Descent into Keene Valley – 1990


There are times and places that float like a mist in the border country of my memory. If I try to focus my mind on them, they slip away like fog, leaving behind scraps of scenes that could be either dreams, or memory. Try to pin them down, and they disappear only to reappear later, in the periphery of my vision, when the seasons change and my senses recognize a forgotten scent. Then the mist creeps back into the corners of my consciousness, and I remember.

I had made the drive down to rural Hartford, from our apartment in the country that morning, jacked up on cheap coffee, replaying over in my mind how I would answer their questions, and sell myself. With sweaty palms the drive seemed to take forever, but I made it in time for the afternoon interview. This was my third round of interviews with ABB Combustion Engineering and it would all be made, or broken by this trip. I needed this job badly, before graduation dumped me into the back bedroom of 20 Prospect, over educated, under employed, and awash in debt.

The interviews had ended well, but late. I took my suit coat off, and loosened my tie, not wanting to let the feeling go. Alone, in a strange city, with nothing but my car, and a briefcase full of empty notebooks, and corporate brochures, I felt so grown up. No, I wanted to savor this feeling of freedom.

I climbed back into the car, and began the four hour drive back to Potsdam. It was the middle of the week, and I had blown off class to make the interview. Winter was ending in Connecticut, and already the brown grass was showing through the scraps of snow around the office parks. If all went well, I could be back in her room by 9 o’clock. She would want to know everything about the interview, what they asked me, what the position offered. I couldn’t wait to tell her.

Traffic was flowing fine all the way up I91 to Springfield, where I pulled onto the Massachusetts Turnpike and headed west. By the time I reached Albany, and turned onto the Northway, the sun had already set. Traffic thinned as I got north of Glens Falls and the highway began climbing into the edges of the Adirondacks. Just tractor-trailers, and myself, climbing and descending the hills, playing leapfrog on our way North.

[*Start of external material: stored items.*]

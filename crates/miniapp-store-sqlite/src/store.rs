// crates/miniapp-store-sqlite/src/store.rs
// ============================================================================
// Module: SQLite Miniapp Store
// Description: Identity, app, and access log storage backed by SQLite.
// Purpose: Implement the core store traits with tenant-scoped SQL.
// Dependencies: miniapp-core, rusqlite
// ============================================================================

//! ## Overview
//! [`SqliteMiniAppStore`] implements [`IdentityStore`], [`AppStore`], and
//! [`AccessLog`] over a [`SqlitePool`]. Every app statement binds both the
//! slug and the owner, so no query can cross tenants. Each mutation runs in
//! its own immediate transaction.
//!
//! Identifier `1` is reserved for the admin: ordinary user creation never
//! assigns it, even on an empty identity table.
//!
//! Security posture: database contents are untrusted; rows that cannot be
//! decoded fail closed with [`SqliteStoreError::Invalid`].

// ============================================================================
// SECTION: Imports
// ============================================================================

use miniapp_core::AccessAction;
use miniapp_core::AccessLog;
use miniapp_core::AccessLogEntry;
use miniapp_core::App;
use miniapp_core::AppScope;
use miniapp_core::AppSlug;
use miniapp_core::AppStore;
use miniapp_core::AppSummary;
use miniapp_core::IdentityStore;
use miniapp_core::StoreError;
use miniapp_core::UnixMillis;
use miniapp_core::UsageStats;
use miniapp_core::User;
use miniapp_core::UserId;
use rusqlite::Connection;
use rusqlite::OptionalExtension;
use rusqlite::Row;
use rusqlite::params;

use crate::error::ConstraintKind;
use crate::error::SqliteStoreError;
use crate::error::constraint_kind;
use crate::error::db_error;
use crate::pool::SqlitePool;
use crate::pool::SqliteStoreConfig;
use crate::schema::AdminReconcileOutcome;
use crate::schema::SchemaManager;
use crate::schema::SchemaOptions;
use crate::schema::SchemaReport;
use crate::schema::key_write_error;
use crate::timestamp::timestamp_column;
use crate::timestamp::unix_millis;

// ============================================================================
// SECTION: Constants
// ============================================================================

/// Smallest identifier handed to ordinary users.
const FIRST_TENANT_ID: i64 = 2;

// ============================================================================
// SECTION: Store
// ============================================================================

/// `SQLite`-backed miniapp store.
#[derive(Clone)]
pub struct SqliteMiniAppStore {
    /// Connection pool.
    pool: SqlitePool,
}

impl SqliteMiniAppStore {
    /// Opens the store. The schema is not touched until
    /// [`SqliteMiniAppStore::ensure_schema`] runs.
    ///
    /// # Errors
    ///
    /// Returns [`SqliteStoreError`] when the pool cannot be opened.
    pub fn open(config: &SqliteStoreConfig) -> Result<Self, SqliteStoreError> {
        Ok(Self {
            pool: SqlitePool::open(config)?,
        })
    }

    /// Wraps an existing pool.
    #[must_use]
    pub const fn from_pool(pool: SqlitePool) -> Self {
        Self {
            pool,
        }
    }

    /// Returns the underlying pool.
    #[must_use]
    pub const fn pool(&self) -> &SqlitePool {
        &self.pool
    }

    /// Converges the schema; see [`SchemaManager::ensure_schema`].
    ///
    /// # Errors
    ///
    /// Returns [`SqliteStoreError::Schema`] when convergence fails.
    pub fn ensure_schema(&self, options: SchemaOptions) -> Result<SchemaReport, SqliteStoreError> {
        SchemaManager::new(options).ensure_schema(&self.pool)
    }

    /// Synchronizes the admin key; see [`SchemaManager::reconcile_admin_key`].
    ///
    /// # Errors
    ///
    /// Returns [`SqliteStoreError::KeyAlreadyExists`] when another user holds
    /// `key`.
    pub fn reconcile_admin_key(&self, key: &str) -> Result<AdminReconcileOutcome, SqliteStoreError> {
        SchemaManager::reconcile_admin_key(&self.pool, key)
    }

    /// Returns the number of identities.
    ///
    /// # Errors
    ///
    /// Returns [`SqliteStoreError`] when the query fails.
    pub fn count_identities(&self) -> Result<u64, SqliteStoreError> {
        self.pool.with_connection(|connection| {
            let count: i64 = connection
                .query_row("SELECT COUNT(*) FROM users", params![], |row| row.get(0))
                .map_err(db_error)?;
            Ok(u64::try_from(count).unwrap_or(0))
        })
    }

    /// Returns the most recent access log entries, newest first.
    ///
    /// # Errors
    ///
    /// Returns [`SqliteStoreError`] when the query fails or a row is invalid.
    pub fn recent_events(&self, limit: usize) -> Result<Vec<AccessLogEntry>, SqliteStoreError> {
        let limit = i64::try_from(limit).unwrap_or(i64::MAX);
        self.pool.with_connection(|connection| {
            let mut statement = connection
                .prepare(
                    "SELECT id, user_id, action, slug, timestamp FROM access_logs
                     ORDER BY id DESC LIMIT ?1",
                )
                .map_err(db_error)?;
            let rows = statement
                .query_map(params![limit], |row| {
                    Ok((
                        row.get::<_, i64>(0)?,
                        row.get::<_, Option<i64>>(1)?,
                        row.get::<_, String>(2)?,
                        row.get::<_, Option<String>>(3)?,
                        timestamp_column(row, 4)?,
                    ))
                })
                .map_err(db_error)?;
            let mut entries = Vec::new();
            for row in rows {
                let (id, user_id, action, slug, timestamp) = row.map_err(db_error)?;
                let action = AccessAction::parse(&action).ok_or_else(|| {
                    SqliteStoreError::Invalid(format!("unknown access action: {action}"))
                })?;
                entries.push(AccessLogEntry {
                    id,
                    user_id: user_id.and_then(UserId::from_i64),
                    action,
                    slug: slug.map(AppSlug::new),
                    timestamp,
                });
            }
            Ok(entries)
        })
    }

    /// Inserts a user with the next identifier above the reserved admin id.
    fn insert_user(&self, key: &str, comment: Option<&str>) -> Result<UserId, SqliteStoreError> {
        self.pool.with_transaction(|tx| {
            let max_id: i64 = tx
                .query_row("SELECT COALESCE(MAX(id), 0) FROM users", params![], |row| row.get(0))
                .map_err(db_error)?;
            let next_id = max_id.saturating_add(1).max(FIRST_TENANT_ID);
            tx.execute(
                "INSERT INTO users (id, key, comment, created_at) VALUES (?1, ?2, ?3, ?4)",
                params![next_id, key, comment, unix_millis()],
            )
            .map_err(key_write_error)?;
            user_id_column(next_id)
        })
    }

    /// Upserts one app row.
    fn write_app(&self, slug: &AppSlug, owner: UserId, html: &str) -> Result<(), SqliteStoreError> {
        self.pool.with_transaction(|tx| {
            tx.execute(
                "INSERT INTO apps (slug, user_id, html_content, created_at, updated_at)
                 VALUES (?1, ?2, ?3, ?4, ?4)
                 ON CONFLICT (slug, user_id) DO UPDATE SET
                     html_content = excluded.html_content,
                     updated_at = MAX(apps.updated_at, excluded.updated_at)",
                params![slug.as_str(), owner.as_i64(), html, unix_millis()],
            )
            .map_err(|err| match constraint_kind(&err) {
                Some(ConstraintKind::ForeignKey) => SqliteStoreError::UnknownOwner(owner),
                _ => db_error(err),
            })?;
            Ok(())
        })
    }

    /// Aggregates log counts and live app counts from one snapshot.
    fn compute_stats(&self) -> Result<UsageStats, SqliteStoreError> {
        self.pool.with_read_transaction(|tx| {
            let mut stats = UsageStats::new();
            let mut statement = tx
                .prepare(
                    "SELECT user_id, action, COUNT(*) FROM access_logs
                     WHERE user_id IS NOT NULL GROUP BY user_id, action",
                )
                .map_err(db_error)?;
            let rows = statement
                .query_map(params![], |row| {
                    Ok((row.get::<_, i64>(0)?, row.get::<_, String>(1)?, row.get::<_, i64>(2)?))
                })
                .map_err(db_error)?;
            for row in rows {
                let (user_id, action, count) = row.map_err(db_error)?;
                let (Some(user_id), Some(action)) =
                    (UserId::from_i64(user_id), AccessAction::parse(&action))
                else {
                    continue;
                };
                stats.add_action(user_id, action, u64::try_from(count).unwrap_or(0));
            }

            let mut statement = tx
                .prepare("SELECT user_id, COUNT(*) FROM apps GROUP BY user_id")
                .map_err(db_error)?;
            let rows = statement
                .query_map(params![], |row| Ok((row.get::<_, i64>(0)?, row.get::<_, i64>(1)?)))
                .map_err(db_error)?;
            for row in rows {
                let (user_id, count) = row.map_err(db_error)?;
                let user_id = user_id_column(user_id)?;
                stats.set_apps_count(user_id, u64::try_from(count).unwrap_or(0));
            }
            Ok(stats)
        })
    }
}

// ============================================================================
// SECTION: Identity Store
// ============================================================================

impl IdentityStore for SqliteMiniAppStore {
    fn user_by_key(&self, key: &str) -> Result<Option<User>, StoreError> {
        self.pool
            .with_connection(|connection| {
                query_user(
                    connection,
                    "SELECT id, key, comment, created_at FROM users WHERE key = ?1",
                    key,
                )
            })
            .map_err(StoreError::from)
    }

    fn user_by_id(&self, id: UserId) -> Result<Option<User>, StoreError> {
        self.pool
            .with_connection(|connection| {
                query_user(
                    connection,
                    "SELECT id, key, comment, created_at FROM users WHERE id = ?1",
                    id.as_i64(),
                )
            })
            .map_err(StoreError::from)
    }

    fn create_user(&self, key: &str, comment: Option<&str>) -> Result<UserId, StoreError> {
        self.insert_user(key, comment).map_err(StoreError::from)
    }

    fn list_users(&self) -> Result<Vec<User>, StoreError> {
        self.pool
            .with_connection(|connection| {
                let mut statement = connection
                    .prepare("SELECT id, key, comment, created_at FROM users ORDER BY id ASC")
                    .map_err(db_error)?;
                let rows = statement.query_map(params![], user_row).map_err(db_error)?;
                let mut users = Vec::new();
                for row in rows {
                    users.push(decode_user(row.map_err(db_error)?)?);
                }
                Ok(users)
            })
            .map_err(StoreError::from)
    }
}

// ============================================================================
// SECTION: App Store
// ============================================================================

impl AppStore for SqliteMiniAppStore {
    fn upsert_app(&self, slug: &AppSlug, owner: UserId, html: &str) -> Result<(), StoreError> {
        self.write_app(slug, owner, html).map_err(StoreError::from)
    }

    fn fetch_app(&self, slug: &AppSlug, owner: UserId) -> Result<Option<App>, StoreError> {
        self.pool
            .with_connection(|connection| {
                let row = connection
                    .query_row(
                        "SELECT html_content, created_at, updated_at FROM apps
                         WHERE slug = ?1 AND user_id = ?2",
                        params![slug.as_str(), owner.as_i64()],
                        |row| {
                            Ok((
                                row.get::<_, String>(0)?,
                                timestamp_column(row, 1)?,
                                timestamp_column(row, 2)?,
                            ))
                        },
                    )
                    .optional()
                    .map_err(db_error)?;
                Ok(row.map(|(html_content, created_at, updated_at)| App {
                    slug: slug.clone(),
                    user_id: owner,
                    html_content,
                    created_at,
                    updated_at,
                }))
            })
            .map_err(StoreError::from)
    }

    fn list_apps(&self, scope: AppScope) -> Result<Vec<AppSummary>, StoreError> {
        self.pool
            .with_connection(|connection| {
                let (sql, owner) = match scope {
                    AppScope::All => (
                        "SELECT slug, user_id, updated_at FROM apps
                         ORDER BY updated_at DESC, user_id ASC, slug ASC",
                        None,
                    ),
                    AppScope::Owner(owner) => (
                        "SELECT slug, user_id, updated_at FROM apps WHERE user_id = ?1
                         ORDER BY updated_at DESC, slug ASC",
                        Some(owner.as_i64()),
                    ),
                };
                let mut statement = connection.prepare(sql).map_err(db_error)?;
                let map_row = |row: &Row<'_>| -> rusqlite::Result<(String, i64, UnixMillis)> {
                    Ok((row.get(0)?, row.get(1)?, timestamp_column(row, 2)?))
                };
                let rows = match owner {
                    Some(owner) => statement.query_map(params![owner], map_row),
                    None => statement.query_map(params![], map_row),
                }
                .map_err(db_error)?;
                let mut summaries = Vec::new();
                for row in rows {
                    let (slug, user_id, updated_at) = row.map_err(db_error)?;
                    summaries.push(AppSummary {
                        slug: AppSlug::new(slug),
                        user_id: user_id_column(user_id)?,
                        updated_at,
                    });
                }
                Ok(summaries)
            })
            .map_err(StoreError::from)
    }

    fn delete_app(&self, slug: &AppSlug, owner: UserId) -> Result<bool, StoreError> {
        self.pool
            .with_transaction(|tx| {
                let removed = tx
                    .execute(
                        "DELETE FROM apps WHERE slug = ?1 AND user_id = ?2",
                        params![slug.as_str(), owner.as_i64()],
                    )
                    .map_err(db_error)?;
                Ok(removed > 0)
            })
            .map_err(StoreError::from)
    }
}
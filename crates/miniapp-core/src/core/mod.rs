// crates/miniapp-core/src/core/mod.rs
// ============================================================================
// Module: Miniapp Core Types
// Description: Canonical tenant, app, and usage structures.
// Purpose: Provide stable, serializable types shared by stores and services.
// Dependencies: serde, thiserror
// ============================================================================

//! ## Overview
//! Core types are the single source of truth for the records the store
//! persists and the service layer returns. Derived statistics live next to
//! the raw log types so both sides agree on action labels.

// ============================================================================
// SECTION: Submodules
// ============================================================================

pub mod identifiers;
pub mod model;
pub mod stats;
pub mod time;
pub mod validation;

// ============================================================================
// SECTION: Re-Exports
// ============================================================================

pub use identifiers::AppSlug;
pub use identifiers::UserId;
pub use model::AccessAction;
pub use model::AccessLogEntry;
pub use model::App;
pub use model::AppScope;
pub use model::AppSummary;
pub use model::User;
pub use stats::StatsRecord;
pub use stats::UsageStats;
pub use time::UnixMillis;
pub use validation::InputLimits;
pub use validation::ValidationError;
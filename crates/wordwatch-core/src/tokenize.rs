//! Word tokenization.
//!
//! Every counting and coverage operation in the pipeline runs on the
//! tokens produced here, so the rules are deliberately minimal: a token
//! is a maximal run of letters, digits, and apostrophes, lower-cased.
//! Whitespace-only differences between format extractors never change
//! the token stream.

use regex::Regex;
use std::sync::LazyLock;

/// Regex for word tokens: maximal runs of letters, digits, apostrophes.
static TOKEN_PATTERN: LazyLock<Regex> =
    LazyLock::new(|| Regex::new(r"[A-Za-z0-9']+").expect("valid regex"));

/// Split text into normalized word tokens, in order of appearance.
///
/// Pure and infallible; empty runs are excluded by construction.
pub fn tokenize(text: &str) -> impl Iterator<Item = String> + '_ {
    TOKEN_PATTERN
        .find_iter(text)
        .map(|m| m.as_str().to_lowercase())
}

/// Count the tokens in a text fragment without collecting them.
pub fn count_tokens(text: &str) -> usize {
    TOKEN_PATTERN.find_iter(text).count()
}
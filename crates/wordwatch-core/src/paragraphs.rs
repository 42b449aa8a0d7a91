//! Paragraph segmentation by heading convention.
//!
//! Documents come in two heading styles: markdown `## ` sections and
//! numbered chapters (`1 Introduction` on its own line, blank lines on
//! both sides). The segmenter first detects which convention the
//! document uses, then splits the body into `(heading, word count)`
//! pairs. Unstructured text detects no convention and yields an empty
//! sequence — the common case, never an error.

use regex::Regex;
use serde::{Deserialize, Serialize};
use std::sync::LazyLock;

use crate::tokenize;

/// Regex for numbered-chapter headings: digit, space, then content.
static NUMBERED_PATTERN: LazyLock<Regex> =
    LazyLock::new(|| Regex::new(r"^\d \S").expect("valid regex"));

/// One detected section: its heading text and body word count.
#[derive(Debug, Clone, PartialEq, Eq, Serialize, Deserialize)]
pub struct Paragraph {
    /// Heading text with leading `#` characters and whitespace stripped.
    pub heading: String,
    /// Number of tokens strictly between this heading and the next.
    pub word_count: usize,
}

/// Heading convention detected in a document.
#[derive(Debug, Clone, Copy, PartialEq, Eq)]
enum HeadingConvention {
    Markdown,
    Numbered,
}

fn detect(lines: &[&str]) -> Option<HeadingConvention> {
    if lines.iter().any(|line| line.starts_with("## ")) {
        return Some(HeadingConvention::Markdown);
    }
    if (1..lines.len().saturating_sub(1)).any(|i| is_numbered_heading(lines, i)) {
        return Some(HeadingConvention::Numbered);
    }
    None
}

/// A numbered heading needs blank lines on both sides, so the first
/// and last lines of a document never qualify.
fn is_numbered_heading(lines: &[&str], i: usize) -> bool {
    i > 0
        && i + 1 < lines.len()
        && NUMBERED_PATTERN.is_match(lines[i].trim())
        && lines[i - 1].trim().is_empty()
        && lines[i + 1].trim().is_empty()
}

fn is_heading(convention: HeadingConvention, lines: &[&str], i: usize) -> bool {
    match convention {
        HeadingConvention::Markdown => lines[i].starts_with("## "),
        HeadingConvention::Numbered => is_numbered_heading(lines, i),
    }
}

fn clean_heading(line: &str) -> String {
    line.trim().trim_start_matches('#').trim().to_string()
}

/// Split a document into `(heading, word count)` paragraphs.
///
/// Text before the first heading belongs to no paragraph; text after
/// the last heading forms the trailing paragraph. Zero detected
/// headings yields an empty sequence.
#[tracing::instrument(skip_all, fields(text_len = text.len()))]
pub fn segment(text: &str) -> Vec<Paragraph> {
    let lines: Vec<&str> = text.lines().collect();
    let Some(convention) = detect(&lines) else {
        return Vec::new();
    };

    let mut paragraphs = Vec::new();
    let mut current_heading: Option<&str> = None;
    let mut body = String::new();

    for i in 0..lines.len() {
        if is_heading(convention, &lines, i) {
            if let Some(heading) = current_heading {
                paragraphs.push(Paragraph {
                    heading: clean_heading(heading),
                    word_count: tokenize::count_tokens(&body),
                });
            }
            current_heading = Some(lines[i]);
            body.clear();
        } else if current_heading.is_some() {
            body.push_str(lines[i]);
            body.push('\n');
        }
    }

    if let Some(heading) = current_heading {
        paragraphs.push(Paragraph {
            heading: clean_heading(heading),
            word_count: tokenize::count_tokens(&body),
        });
    }

    paragraphs
}

#[cfg(test)]
mod tests {
    use super::*;

    fn pairs(text: &str) -> Vec<(String, usize)> {
        segment(text)
            .into_iter()
            .map(|p| (p.heading, p.word_count))
            .collect()
    }

    #[test]
    fn markdown_sections() {
        assert_eq!(
            pairs("## Intro\nfoo bar\n## Body\nbaz"),
            vec![("Intro".to_string(), 2), ("Body".to_string(), 1)]
        );
    }

    #[test]
    fn trailing_section_counted() {
        let text = "## One\na b c\n## Two\nd e\nf";
        assert_eq!(
            pairs(text),
            vec![("One".to_string(), 3), ("Two".to_string(), 3)]
        );
    }

    #[test]
    fn text_before_first_heading_ignored() {
        let text = "preamble words here\n## First\nbody";
        assert_eq!(pairs(text), vec![("First".to_string(), 1)]);
    }

    #[test]
    fn unstructured_text_yields_nothing() {
        assert!(segment("just some plain prose\nwith no headings at all").is_empty());
        assert!(segment("").is_empty());
    }

    #[test]
    fn numbered_chapters_need_blank_neighbors() {
        let text = "title\n\n1 Introduction\n\nsome body text\n\n2 Methods\n\nmore words here now\n";
        assert_eq!(
            pairs(text),
            vec![
                ("1 Introduction".to_string(), 3),
                ("2 Methods".to_string(), 4)
            ]
        );
    }

    #[test]
    fn numbered_line_without_blank_neighbors_is_body() {
        // "1 Introduction" is glued to surrounding text, so no
        // convention is detected at all.
        let text = "title\n1 Introduction\nbody";
        assert!(segment(text).is_empty());
    }

    #[test]
    fn markdown_wins_over_numbered() {
        let text = "## Section\n\n1 Not a chapter\n\nbody";
        let paragraphs = segment(text);
        assert_eq!(paragraphs.len(), 1);
        assert_eq!(paragraphs[0].heading, "Section");
    }

    #[test]
    fn deeper_markdown_levels_are_not_boundaries() {
        // Only "## " starts a section; "###" has no trailing space match.
        let text = "## Top\nalpha\n### nested line\nbeta";
        assert_eq!(pairs(text), vec![("Top".to_string(), 4)]);
    }
}
//! wordwatch CLI
#![deny(unsafe_code)]

use anyhow::Context;
use clap::Parser;
use tracing::debug;
use wordwatch::{Cli, Commands, commands};
use wordwatch_core::config::ConfigLoader;

mod observability;

fn main() -> anyhow::Result<()> {
    let cli = Cli::parse();
    cli.color.apply();

    if cli.version_only {
        println!("{}", env!("CARGO_PKG_VERSION"));
        return Ok(());
    }

    // arg_required_else_help ensures we have --version-only or a subcommand
    let Some(command) = cli.command else {
        return Ok(());
    };

    if let Some(ref dir) = cli.chdir {
        std::env::set_current_dir(dir)
            .with_context(|| format!("failed to change directory to {}", dir.display()))?;
    }

    let cwd = std::env::current_dir().context("failed to determine current directory")?;
    let cwd = camino::Utf8PathBuf::try_from(cwd).map_err(|e| {
        anyhow::anyhow!(
            "current directory is not valid UTF-8: {}",
            e.into_path_buf().display()
        )
    })?;
    let mut loader = ConfigLoader::new().with_project_search(&cwd);
    if let Some(ref config_path) = cli.config {
        let config_path = camino::Utf8PathBuf::try_from(config_path.clone()).map_err(|e| {
            anyhow::anyhow!(
                "config path is not valid UTF-8: {}",
                e.into_path_buf().display()
            )
        })?;
        loader = loader.with_file(&config_path);
    }
    let (config, config_sources) = loader.load().context("failed to load configuration")?;

    let env_filter = observability::env_filter(cli.quiet, cli.verbose, config.log_level.as_str());
    let _guard = observability::init(config.log_dir.as_deref(), env_filter)
        .context("failed to initialize logging/tracing")?;

    debug!(
        verbose = cli.verbose,
        quiet = cli.quiet,
        json = cli.json,
        color = ?cli.color,
        chdir = ?cli.chdir,
        "CLI initialized"
    );

    let result = match command {
        Commands::Watch(args) => commands::watch::cmd_watch(args, &config),
        Commands::Analyze(args) => commands::analyze::cmd_analyze(args, cli.json, &config),
        Commands::Info(args) => commands::info::cmd_info(args, cli.json, &config, &config_sources),
    };
    if let Err(ref err) = result {
        tracing::error!(error = %err, "fatal error");
    }
    result
}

Exiting the Northway, onto US 9, I left even the trucks behind, and turned up and into the mountains. When US 9 turned off towards Elizabethtown I continued on to NY 73, and the trees closed in on the sides of the road, until only a tunnel of pines remained. The banks of snow rose like hay bales along the shoulder. The road narrowed, but I only drove faster. It was past 7 o’clock, and I had the road to myself. The little 2.2 liter engine in the Plymouth strained on the climb, but I wouldn’t let up. I knew she was waiting.
Hwy 73 near Lake Placid

Through the heart of the High Peaks and the winter desolation, I kept on the gas. Husker Du was blaring inside the car, but outside only the silent trees saw me pass. I was driving too fast, and I knew it. One patch of ice, one deer in the road, one misjudgment of a curve, and all could have been lost in darkness, and ice, but there was no thought of slowing down. I threw the car into the turns, and downshifted on the descent to save the brakes. When the road straightened I jumped back on the throttle and accelerated over the frost heaves, the car leaping forward into the small cone of light in front of me.

Down into Lake Placid, and on through the slow, sleepy, towns of Saranac Lake, and Tupper Lake, I caught my breath. When I turned onto 56 to follow the Racquette River out of the mountains and back across the blue line, the race resumed, but the adrenalin had faded. Around 9 o’clock I pulled into the parking lot outside her dorm. The lights from inside glowed like gold. Stepping from the humid warmth of the car, my breath billowed like fog in front of my face. I put on my coat, and stepped forward toward the lights.

Clarkson in Winter

To run like a deer over the frozen landscape, chased by the wolves of doubt. To step out into the clearing, with your breath billowing before you, was a primal sense of being alive. Standing outside of her dorm that night I didn’t know what stood waiting in the dark around the next bend. Looking back now through the shifting fog of memory, I realize for the first time that I didn’t care.

16 thoughts on “Descent into Keene Valley – 1990

  1. How is it that you were so incredibly mature and responsible before even graduating college? In an alternate universe during the same time period I was running naked through the quad screaming before starting a small fire in the woods and dancing around it braying like a donkey.
    All I wanted to do at that age was live on a commune that employed the barter system (hey here’s 2 homegrown tomatoes for that hat!)and travel on a tour bus with glitter soaked rock stars. Had I taken a few lessons from you I could have saved my knees, fattened my IRA and had a spa bathroom right now.

    • There’s a very simple answer to why I seem so mature, and lovable in my stories. I write them.

      I just hope she doesn’t have a blog with her version of events.

  2. Good thing your writing warms me, your pictures freeze me to death.

    Point of note, stepping from the humid warmth of ones car out into the cold where you can see your breath as if it were fog….makes me shout, “Great Jupiter’s Cock, it’s cold out here!!” Just needed to get that off my chest.